O resultado é uma visão hierárquica na qual as literaturas dos países desenvolvidos estão no topo, tornando ingênuo ao ponto do ridículo todo o esforço de autores oriundos de nações menos afortunadas. Um dos avatares recentes dessa idéia é o travesti conceitual chamado teoria pós-colonial. Não é à toa que seus partidários são em geral gente ligada às humanidades mais etéreas, sem muito trato com as ciências e tampouco apta a vôos matemáticos, altos ou baixos.
O prestígio das ciências naturais e de seus desdobramentos tecnológicos tem acarretado entre os praticantes das disciplinas humanísticas uma espécie de amor não correspondido que os leva, por um lado, a idealizar aquelas e, por outro, a identificar indevidamente a natureza dos objetos de ambos os ramos do saber.
Se há entre eles uma dissimilaridade capaz de gerar um sem-fim de equívocos, esta reside no aspecto cumulativo da ciência e do progresso tecnológico, um aspecto cuja presença se faz sentir de forma muito atenuada seja nas humanidades, seja nas artes.
O boeing pressupõe o teco-teco, e este o Ford modelo T e este a carroça de uma forma que, digamos, o "Ulisses" de James Joyce não pressupõe nem a obra de Flaubert, nem a "Odisséia" de Homero.
Por mais que o irlandês estabelecesse, ao escrever, relações tanto voluntárias quanto involuntárias com seus predecessores francês e grego, é possível se comparar o jato à carroça segundo alguma escala (a da velocidade, entre outras) que não tem paralelo na literatura.
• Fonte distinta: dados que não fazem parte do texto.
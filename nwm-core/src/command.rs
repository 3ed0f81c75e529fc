use crate::models::{MonitorId, WorkspaceId};
use serde::{Deserialize, Serialize};

/// Everything a keybinding or a client request can ask the manager to do.
#[derive(Serialize, Deserialize, Clone, PartialEq, Eq, Debug)]
pub enum Command {
    Execute(String),
    CloseWindow,
    FocusNext,
    FocusPrev,
    SwapNext,
    SwapPrev,
    /// Grow (positive) or shrink (negative) the master column by this many pixels.
    ResizeMaster(i32),
    ScrollLeft,
    ScrollRight,
    ToggleLayout,
    ToggleGap,
    ToggleBar,
    ToggleFloat,
    ToggleFullscreen,
    ToggleScrollMaximize,
    SwitchWorkspace(WorkspaceId),
    MoveToWorkspace(WorkspaceId),
    FocusMonitor(MonitorId),
    SetScrollVisible(i32),
    IncrementScrollVisible,
    DecrementScrollVisible,
    Quit {
        restart: bool,
    },
}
Comparado a "Madame Bovary" ou à história de Odisseu, a narrativa do dia de Leopold Bloom é mais (ou menos) o quê? Bonito, feio, verossímil, volumoso, rápido? A questão não tem cabimento.
Do mesmo modo, o desenvolvimento de um país é facilmente quantificável por meio de sua renda per capita ou seu índice de desenvolvimento humano. Que medida se aplica, porém, à literatura? Número de tomos, de páginas, de caracteres com ou sem espaço? Ela não se submete a medidas, só a juízos que vão dos subjetivos aos objetivos, passando pelos intersubjetivos.
Não há literatura subdesenvolvida porque não existe a desenvolvida. Como também não se pode, salvo metaforicamente, falar em romance ou poema tecnicamente avançado.
Não fosse assim, seria um paradoxo inexplicável o fato de que na América Latina se tenham escrito romances tão melhores do que na Escandinávia ou que, durante o século passado, tivessem surgido na Grécia agrária e ditatorial poetas muito superiores aos da Holanda industrial e democrática. Seja qual for a razão disso, ela nada tem a ver com a economia e, aliás, nem vale a pena tentar descobri-la.


Texto Anterior: Mônica Bergamo
Próximo Texto: Literatura: Matar ou morrer
Índice



Copyright Empresa Folha da Manhã S/A. Todos os direitos reservados. É proibida a reprodução do conteúdo desta página em qualquer meio de comunicação, eletrônico ou impresso, sem autorização escrita da Folhapress.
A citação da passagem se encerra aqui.